As the 112th Congress prepares to debate health reform once again, the opportunity arises to reflect on the impact the Patient Protection and Affordable Care Act (ACA) may have on the field of surgery. Now it is time for surgeons to get involved and make a difference in Washington, D.C., through advocacy, hard work and courage. As a general surgeon practicing at the University of California, San Francisco Medical Center, I will share my personal recommendations for the future of surgery following the implementation of ACA.

I’d like to begin by talking about the priorities of the American College of Surgeons (ACS). The ACS was extensively involved in the health reform debate, and favored the House’s version of the bill over the Senate’s.
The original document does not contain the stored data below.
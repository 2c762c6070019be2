use crate::models::{Movie, RawMovie};
use regex::Regex;
use serde_json::Value;
use std::sync::LazyLock;
use uuid::Uuid;

/// Inline SVG shown when a record has no poster at all.
pub const PLACEHOLDER_POSTER: &str = "data:image/svg+xml,%3Csvg xmlns='http://www.w3.org/2000/svg' width='300' height='450'%3E%3Crect width='300' height='450' fill='%23111827'/%3E%3Ctext x='50%25' y='50%25' dominant-baseline='middle' text-anchor='middle' fill='%23ffffff' font-family='Arial' font-size='16'%3ENo Image%3C/text%3E%3C/svg%3E";

static EXTENSION_RE: LazyLock<Regex> =
    LazyLock::new(|| Regex::new(r"(?i)_\.(jpg|jpeg|png|webp)$").unwrap());

/// Maps a raw dataset entry into the canonical `Movie` shape. Total: every
/// missing or malformed field degrades to its documented default, never an
/// error.
pub fn normalize(raw: RawMovie) -> Movie {
    let year = raw
        .year
        .as_ref()
        .and_then(coerce_number)
        .map(|n| n as i32)
        .filter(|y| *y > 0);
    // `Number(x) || null` in the source treats 0 as absent; same here.
    let rating = raw
        .rating
        .as_ref()
        .and_then(coerce_number)
        .filter(|r| *r != 0.0);

    let poster = raw
        .poster
        .or(raw.image)
        .filter(|p| !p.trim().is_empty())
        .map(|p| upgrade_image_url(&p))
        .unwrap_or_else(|| PLACEHOLDER_POSTER.to_string());

    Movie {
        id: record_id(raw.index.as_ref()),
        title: non_empty(raw.title, "Untitled"),
        year,
        rating,
        genre: genre_list(raw.genre.as_ref()),
        runtime: non_empty(raw.runtime, "Unknown runtime"),
        plot: non_empty(raw.plot, "No plot summary available."),
        director: non_empty(raw.director, "Unknown director"),
        writer: non_empty(raw.writer, "Unknown writer"),
        cast: name_list(raw.cast.as_ref()),
        awards: non_empty(raw.awards, "No awards data"),
        released: non_empty(raw.released, "Unreleased"),
        poster,
        streaming: raw.streaming.unwrap_or_default(),
    }
}

/// Rewrites Amazon CDN poster URLs to the highest-quality variant:
/// quality raised to QL100, the dimension token raised to 2000px on its
/// original axis (UX width / UY height), crop parameters dropped, file
/// extension preserved.
///
/// Input:  `...@._V1_QL75_UY900_CR5,0,90,133_.jpg`
/// Output: `...@._V1_QL100_UY2000_.jpg`
///
/// Anything that does not look like such a URL is returned unchanged.
pub fn upgrade_image_url(url: &str) -> String {
    if !url.contains("m.media-amazon.com") {
        return url.to_string();
    }

    const VERSION_TAG: &str = "@._V1_";
    let Some(tag_start) = url.rfind(VERSION_TAG) else {
        return url.to_string();
    };
    let base = &url[..tag_start + VERSION_TAG.len()];
    let params = &url[tag_start + VERSION_TAG.len()..];

    let dimension = if params.contains("UX") {
        "UX2000"
    } else {
        "UY2000"
    };
    let extension = EXTENSION_RE
        .find(url)
        .map(|m| m.as_str().to_string())
        .unwrap_or_else(|| "_.jpg".to_string());

    format!("{base}QL100_{dimension}{extension}")
}

fn record_id(index: Option<&Value>) -> String {
    match index {
        Some(Value::Number(n)) => n.to_string(),
        Some(Value::String(s)) if !s.trim().is_empty() => s.trim().to_string(),
        _ => Uuid::new_v4().to_string(),
    }
}

fn non_empty(value: Option<String>, default: &str) -> String {
    match value {
        Some(v) if !v.trim().is_empty() => v.trim().to_string(),
        _ => default.to_string(),
    }
}

fn coerce_number(value: &Value) -> Option<f64> {
    match value {
        Value::Number(n) => n.as_f64(),
        Value::String(s) => s.trim().parse::<f64>().ok(),
        _ => None,
    }
}

/// Genre arrives as a comma-separated string in most dumps, occasionally as
/// a ready-made list.
fn genre_list(value: Option<&Value>) -> Vec<String> {
    match value {
        Some(Value::String(s)) => s
            .split(',')
            .map(str::trim)
            .filter(|g| !g.is_empty())
            .map(str::to_string)
            .collect(),
        Some(Value::Array(items)) => trimmed_strings(items),
        _ => Vec::new(),
    }
}

fn name_list(value: Option<&Value>) -> Vec<String> {
    match value {
        Some(Value::Array(items)) => trimmed_strings(items),
        Some(Value::String(s)) if !s.trim().is_empty() => vec![s.trim().to_string()],
        _ => Vec::new(),
    }
}

fn trimmed_strings(items: &[Value]) -> Vec<String> {
    items
        .iter()
        .filter_map(|item| item.as_str())
        .map(str::trim)
        .filter(|s| !s.is_empty())
        .map(str::to_string)
        .collect()
}

#[cfg(test)]
mod tests {
    use super::*;
    use serde_json::json;

    #[test]
    fn empty_record_gets_all_defaults() {
        let movie = normalize(RawMovie::default());
        assert_eq!(movie.title, "Untitled");
        assert_eq!(movie.year, None);
        assert_eq!(movie.rating, None);
        assert!(movie.genre.is_empty());
        assert!(movie.cast.is_empty());
        assert_eq!(movie.runtime, "Unknown runtime");
        assert_eq!(movie.released, "Unreleased");
        assert_eq!(movie.poster, PLACEHOLDER_POSTER);
        // Generated id must still be usable as a key.
        assert!(!movie.id.is_empty());
    }

    #[test]
    fn numeric_fields_tolerate_string_encodings() {
        let raw: RawMovie = serde_json::from_value(json!({
            "index": 42,
            "year": "1987",
            "rating": "8.4",
        }))
        .unwrap();
        let movie = normalize(raw);
        assert_eq!(movie.id, "42");
        assert_eq!(movie.year, Some(1987));
        assert_eq!(movie.rating, Some(8.4));
    }

    #[test]
    fn zero_and_garbage_ratings_normalize_to_absent() {
        for rating in [json!(0), json!("not a number"), json!(null)] {
            let raw: RawMovie = serde_json::from_value(json!({ "rating": rating })).unwrap();
            assert_eq!(normalize(raw).rating, None);
        }
    }

    #[test]
    fn negative_year_is_treated_as_unknown() {
        let raw: RawMovie = serde_json::from_value(json!({ "year": -3 })).unwrap();
        assert_eq!(normalize(raw).year, None);
    }

    #[test]
    fn genre_string_is_split_and_trimmed() {
        let raw: RawMovie =
            serde_json::from_value(json!({ "genre": "Drama, Action , ,Comedy" })).unwrap();
        assert_eq!(normalize(raw).genre, vec!["Drama", "Action", "Comedy"]);
    }

    #[test]
    fn cast_list_drops_blank_entries() {
        let raw: RawMovie =
            serde_json::from_value(json!({ "cast": ["Rajinikanth", "  ", "Sridevi "] })).unwrap();
        assert_eq!(normalize(raw).cast, vec!["Rajinikanth", "Sridevi"]);
    }

    #[test]
    fn image_field_is_a_poster_fallback() {
        let raw: RawMovie =
            serde_json::from_value(json!({ "image": "https://example.com/p.jpg" })).unwrap();
        assert_eq!(normalize(raw).poster, "https://example.com/p.jpg");
    }

    #[test]
    fn amazon_poster_is_upgraded() {
        let url = "https://m.media-amazon.com/images/M/abc123@._V1_QL75_UY900_CR5,0,90,133_.jpg";
        assert_eq!(
            upgrade_image_url(url),
            "https://m.media-amazon.com/images/M/abc123@._V1_QL100_UY2000_.jpg"
        );
    }

    #[test]
    fn width_based_posters_keep_their_axis() {
        let url = "https://m.media-amazon.com/images/M/abc@._V1_QL75_UX600_.png";
        assert_eq!(
            upgrade_image_url(url),
            "https://m.media-amazon.com/images/M/abc@._V1_QL100_UX2000_.png"
        );
    }

    #[test]
    fn missing_extension_defaults_to_jpg() {
        let url = "https://m.media-amazon.com/images/M/abc@._V1_QL75_UY900";
        assert_eq!(
            upgrade_image_url(url),
            "https://m.media-amazon.com/images/M/abc@._V1_QL100_UY2000_.jpg"
        );
    }

    #[test]
    fn non_amazon_urls_pass_through() {
        let url = "https://images.example.org/poster.png";
        assert_eq!(upgrade_image_url(url), url);
        let no_tag = "https://m.media-amazon.com/images/M/plain.jpg";
        assert_eq!(upgrade_image_url(no_tag), no_tag);
    }
}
The Senate bill eventually passed, and the ACS now intends to move beyond the acrimony of the health reform debate and work constructively with Capitol Hill to implement the provisions of the bill.

The ACS’s executive director David Hoyt, MD, FACS, summarized the organization’s intent in the Bulletin of the American College of Surgeons (2010;95:4-6): “ACA is the blueprint for a whole new care delivery system … it is up to us to do everything that we can to make sure that the final structure is sound and equitable for surgeons and patients.”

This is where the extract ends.